Begining with how I wrap the yarn around my left hand. The purl yarn has to go over the first finger and then the knit yarn over the 2nd finger. Never works the other way around.


and then a closer look at the knitting in progress. It is at this stage i was thinking that using fingering yarn might not have been the best stuff to demonstrate on - but thats what I'm knitting at the moment. And thanks for the nice comments, Suzzane and Wendy, and KathyR. It makes it feel not like writting to a large dark web void.





post script - latter that night
Having a little look around the web last night I found several on line videos where knitters knit close to how I knit. This one is the closest to how I purl, and Potansiyelariza's video. i know now I am not alone in my knitting like this, Wendy - the knit'n guru (could it be ???) left a comment that she knits just like me (not purl though), this video seems to make purl use as many fingers as they can - which is something I found difficult to do, although the first time I knit my cabled zippie cardie (- before I blogged), I knit it that way.
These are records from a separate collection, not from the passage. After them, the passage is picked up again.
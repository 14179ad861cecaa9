//! Runtime values handed to the freezer
//!
//! `Value` is the closed set of objects the compiler front end can place in a
//! constant pool, plus the mutable containers the marshal format can carry.
//! The mutable variants exist only so the serializer can reject them.

use std::fmt;

use num_bigint::BigInt;

/// Code flag set when the function takes `*args`
pub const CO_VARARGS: i32 = 0x0004;
/// Code flag set when the function takes `**kwargs`
pub const CO_VARKEYWORDS: i32 = 0x0008;

/// A single runtime value
#[derive(Debug, Clone, PartialEq)]
pub enum Value {
    None,
    Ellipsis,
    Bool(bool),
    Int(BigInt),
    Float(f64),
    Complex { real: f64, imag: f64 },
    Bytes(Vec<u8>),
    Str(String),
    Tuple(Vec<Self>),
    FrozenSet(Vec<Self>),
    Code(Box<Code>),
    List(Vec<Self>),
    Dict(Vec<(Self, Self)>),
    Set(Vec<Self>),
}

/// A compiled function or module body
#[derive(Debug, Clone, PartialEq, Default)]
pub struct Code {
    pub argcount: i32,
    pub kwonlyargcount: i32,
    pub nlocals: i32,
    pub stacksize: i32,
    pub flags: i32,
    pub code: Vec<u8>,
    pub consts: Vec<Value>,
    pub names: Vec<String>,
    pub varnames: Vec<String>,
    pub freevars: Vec<String>,
    pub cellvars: Vec<String>,
    pub filename: String,
    pub name: String,
    pub firstlineno: i32,
    pub lnotab: Vec<u8>,
}

/// Kind tag of a [`Value`]
#[derive(Debug, Clone, Copy, PartialEq, Eq, Hash, PartialOrd, Ord)]
pub enum ValueKind {
    None,
    Ellipsis,
    Bool,
    Int,
    Float,
    Complex,
    Bytes,
    Str,
    Tuple,
    FrozenSet,
    Code,
    List,
    Dict,
    Set,
}

impl ValueKind {
    /// Number of kinds, used to size per-kind counter tables
    pub const COUNT: usize = 14;

    /// Host runtime type name, as `type(value).__name__` would report it
    pub fn type_name(self) -> &'static str {
        match self {
            Self::None => "NoneType",
            Self::Ellipsis => "ellipsis",
            Self::Bool => "bool",
            Self::Int => "int",
            Self::Float => "float",
            Self::Complex => "complex",
            Self::Bytes => "bytes",
            Self::Str => "str",
            Self::Tuple => "tuple",
            Self::FrozenSet => "frozenset",
            Self::Code => "code",
            Self::List => "list",
            Self::Dict => "dict",
            Self::Set => "set",
        }
    }

    /// Whether the host runtime lays this kind out behind a GC header
    pub fn is_gc_tracked(self) -> bool {
        matches!(self, Self::Tuple | Self::FrozenSet)
    }
}

impl fmt::Display for ValueKind {
    fn fmt(&self, f: &mut fmt::Formatter<'_>) -> fmt::Result {
        f.write_str(self.type_name())
    }
}

/// Structural identity of a constant
///
/// Every level carries its own kind, so `(1,)` and `(True,)` never compare
/// equal. Floats are keyed by bit pattern, which keeps `0.0` and `-0.0`
/// apart and lets a NaN constant be shared. Frozenset members are sorted so
/// the key does not depend on iteration order.
#[derive(Debug, Clone, PartialEq, Eq, Hash, PartialOrd, Ord)]
pub enum ConstKey {
    None,
    Ellipsis,
    Bool(bool),
    Int(BigInt),
    Float(u64),
    Complex(u64, u64),
    Bytes(Vec<u8>),
    Str(String),
    Tuple(Vec<Self>),
    FrozenSet(Vec<Self>),
}

impl ConstKey {
    /// Key of a tuple built from `items`, or `None` if any item has no key
    pub fn for_tuple(items: &[Value]) -> Option<Self> {
        items
            .iter()
            .map(Value::const_key)
            .collect::<Option<Vec<_>>>()
            .map(Self::Tuple)
    }

    fn for_frozenset(items: &[Value]) -> Option<Self> {
        let mut keys = items
            .iter()
            .map(Value::const_key)
            .collect::<Option<Vec<_>>>()?;
        keys.sort();
        keys.dedup();
        Some(Self::FrozenSet(keys))
    }
}

impl Value {
    /// Kind tag of this value
    pub fn kind(&self) -> ValueKind {
        match self {
            Self::None => ValueKind::None,
            Self::Ellipsis => ValueKind::Ellipsis,
            Self::Bool(_) => ValueKind::Bool,
            Self::Int(_) => ValueKind::Int,
            Self::Float(_) => ValueKind::Float,
            Self::Complex { .. } => ValueKind::Complex,
            Self::Bytes(_) => ValueKind::Bytes,
            Self::Str(_) => ValueKind::Str,
            Self::Tuple(_) => ValueKind::Tuple,
            Self::FrozenSet(_) => ValueKind::FrozenSet,
            Self::Code(_) => ValueKind::Code,
            Self::List(_) => ValueKind::List,
            Self::Dict(_) => ValueKind::Dict,
            Self::Set(_) => ValueKind::Set,
        }
    }

    /// Deduplication key, or `None` for values that are never shared
    ///
    /// Code objects and mutable containers have no key; neither does any
    /// tuple or frozenset that contains one.
    pub fn const_key(&self) -> Option<ConstKey> {
        Some(match self {
            Self::None => ConstKey::None,
            Self::Ellipsis => ConstKey::Ellipsis,
            Self::Bool(b) => ConstKey::Bool(*b),
            Self::Int(i) => ConstKey::Int(i.clone()),
            Self::Float(f) => ConstKey::Float(f.to_bits()),
            Self::Complex { real, imag } => ConstKey::Complex(real.to_bits(), imag.to_bits()),
            Self::Bytes(b) => ConstKey::Bytes(b.clone()),
            Self::Str(s) => ConstKey::Str(s.clone()),
            Self::Tuple(items) => return ConstKey::for_tuple(items),
            Self::FrozenSet(items) => return ConstKey::for_frozenset(items),
            Self::Code(_) | Self::List(_) | Self::Dict(_) | Self::Set(_) => return None,
        })
    }

    /// Convenience constructor for integer constants
    pub fn int(value: impl Into<BigInt>) -> Self {
        Self::Int(value.into())
    }

    /// Convenience constructor for string constants
    pub fn str(value: impl Into<String>) -> Self {
        Self::Str(value.into())
    }
}

impl Code {
    /// Number of argument slots at the front of `varnames`
    pub fn total_args(&self) -> usize {
        let mut total = self.argcount + self.kwonlyargcount;
        if self.flags & CO_VARARGS != 0 {
            total += 1;
        }
        if self.flags & CO_VARKEYWORDS != 0 {
            total += 1;
        }
        usize::try_from(total).unwrap_or(0)
    }

    /// Map each cell variable to the argument it shadows
    ///
    /// Returns `None` when no cell variable is also an argument, in which
    /// case the host leaves `co_cell2arg` as `NULL`. Cells that are not
    /// arguments map to `-1`.
    pub fn cell2arg(&self) -> Option<Vec<isize>> {
        let total_args = self.total_args().min(self.varnames.len());
        let mut used = false;
        let mapping = self
            .cellvars
            .iter()
            .map(|cell| {
                match self.varnames[..total_args]
                    .iter()
                    .position(|arg| arg == cell)
                {
                    Some(index) => {
                        used = true;
                        index as isize
                    }
                    None => -1,
                }
            })
            .collect();
        used.then_some(mapping)
    }
}

#[cfg(test)]
mod tests {
    use super::*;

    #[test]
    fn test_equal_values_of_different_kinds_have_distinct_keys() {
        assert_ne!(Value::int(1).const_key(), Value::Bool(true).const_key());
        assert_ne!(Value::int(1).const_key(), Value::Float(1.0).const_key());
        assert_ne!(
            Value::Tuple(vec![Value::int(1)]).const_key(),
            Value::Tuple(vec![Value::Bool(true)]).const_key()
        );
    }

    #[test]
    fn test_nested_element_kinds_are_part_of_the_key() {
        let ints = Value::Tuple(vec![Value::Tuple(vec![Value::int(1)])]);
        let bools = Value::Tuple(vec![Value::Tuple(vec![Value::Bool(true)])]);
        assert_ne!(ints.const_key(), bools.const_key());
    }

    #[test]
    fn test_signed_zero_floats_are_distinct() {
        assert_ne!(Value::Float(0.0).const_key(), Value::Float(-0.0).const_key());
        let nan = Value::Float(f64::NAN);
        assert_eq!(nan.const_key(), nan.const_key());
    }

    #[test]
    fn test_frozenset_key_ignores_member_order() {
        let a = Value::FrozenSet(vec![Value::str("a"), Value::int(2)]);
        let b = Value::FrozenSet(vec![Value::int(2), Value::str("a")]);
        assert_eq!(a.const_key(), b.const_key());
    }

    #[test]
    fn test_code_and_mutable_values_have_no_key() {
        assert!(Value::Code(Box::default()).const_key().is_none());
        assert!(Value::List(vec![]).const_key().is_none());
        assert!(
            Value::Tuple(vec![Value::int(1), Value::Dict(vec![])])
                .const_key()
                .is_none()
        );
    }

    #[test]
    fn test_cell2arg_maps_cells_that_shadow_arguments() {
        let code = Code {
            argcount: 2,
            varnames: vec!["a".into(), "b".into(), "tmp".into()],
            cellvars: vec!["b".into(), "inner".into()],
            ..Code::default()
        };
        assert_eq!(code.cell2arg(), Some(vec![1, -1]));
    }

    #[test]
    fn test_cell2arg_is_absent_without_argument_cells() {
        let code = Code {
            argcount: 1,
            varnames: vec!["a".into(), "x".into()],
            cellvars: vec!["x".into()],
            ..Code::default()
        };
        assert_eq!(code.cell2arg(), None);
    }

    #[test]
    fn test_total_args_counts_star_parameters() {
        let code = Code {
            argcount: 1,
            kwonlyargcount: 1,
            flags: CO_VARARGS | CO_VARKEYWORDS,
            ..Code::default()
        };
        assert_eq!(code.total_args(), 4);
    }
}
At times I've got two left feet and maybe it follows two left hands?

6 comments:

Suzanne said...

You make the corrugated ribbing look so easy! Not ready for that one yet - still negotiating with my index about remaining immobile while I scoop the yarn. Such an unruly digit! Perhaps the luscious liquid dark chocolate is the secret. I'll have to see if we can get it somewhere around here (Central Coast California).

Tanya said...

Mmmmmm we love that hot chocolate too! I will have to go in and pick some up and if they run out well I know where to look.....
Your videos are great. I am going to have to try the way you hold your yarn. I am sloppy with my left hand, I still do rightie when I need to be neat, left when I can be wild, loose and fast. (yeah take that google!)

Suzanne said...

In response to your postscript: That Knittinghelp video does make continental purling look dashed awkward! My index is poised in the same manner (but closer to the work), and flicks downward to assist the right needle in securing the yarn to make the new stitch. I have no idea why she brings the medulla into play. Did at better emulating your method this morning, but got caught up in the moment and severely messed up the cables I was working on (took an hour to fix - I probably should have just frogged rather than doing a drop-down rearranging). Anyway, my question is: how do you manage cabling with the index finger firmly planted on the left needle? I find I can rearrange the stitches of pretty much any cable without relinquishing proper tension on the yarn just by lifting the index a little higher off the needle.

Stell said...

Susanne, i can cable this way, but now always do my cables in the round, and don't use a cable needle, i found a site on the web here
http://www.grumperina.com/cables.htm
and here http://wendyknits.net/knit/cablelesson.htm

my fingers 'low to the needle' come in useful to secure the free stitches while off the needle. Takes a bit of practice but very liberating. On my list to show, but got that lace workshop this weekend first.

Suzanne said...

I should have been clearer about my cabling method: I don't use a cable needle either, but prefer Wendy's 'rearrange and knit' method to Grumperina's 'knit half, then rearrange'. What puzzled me was how you grip the base of the stitches to be rearranged without messing up the tensioning of the two wraps around the index. I shall wait to be enlightened when you get around to showing us. Thanks for the reply. Have a fabulous time at the lace workshop.

Stell said...

Susanne - I'm in awe, I never even thought to do colour work with cables - so I have never tried to cable and tension two strands at once. I am now interested in how cables and colour work could be, imagining the possibilities .... yum.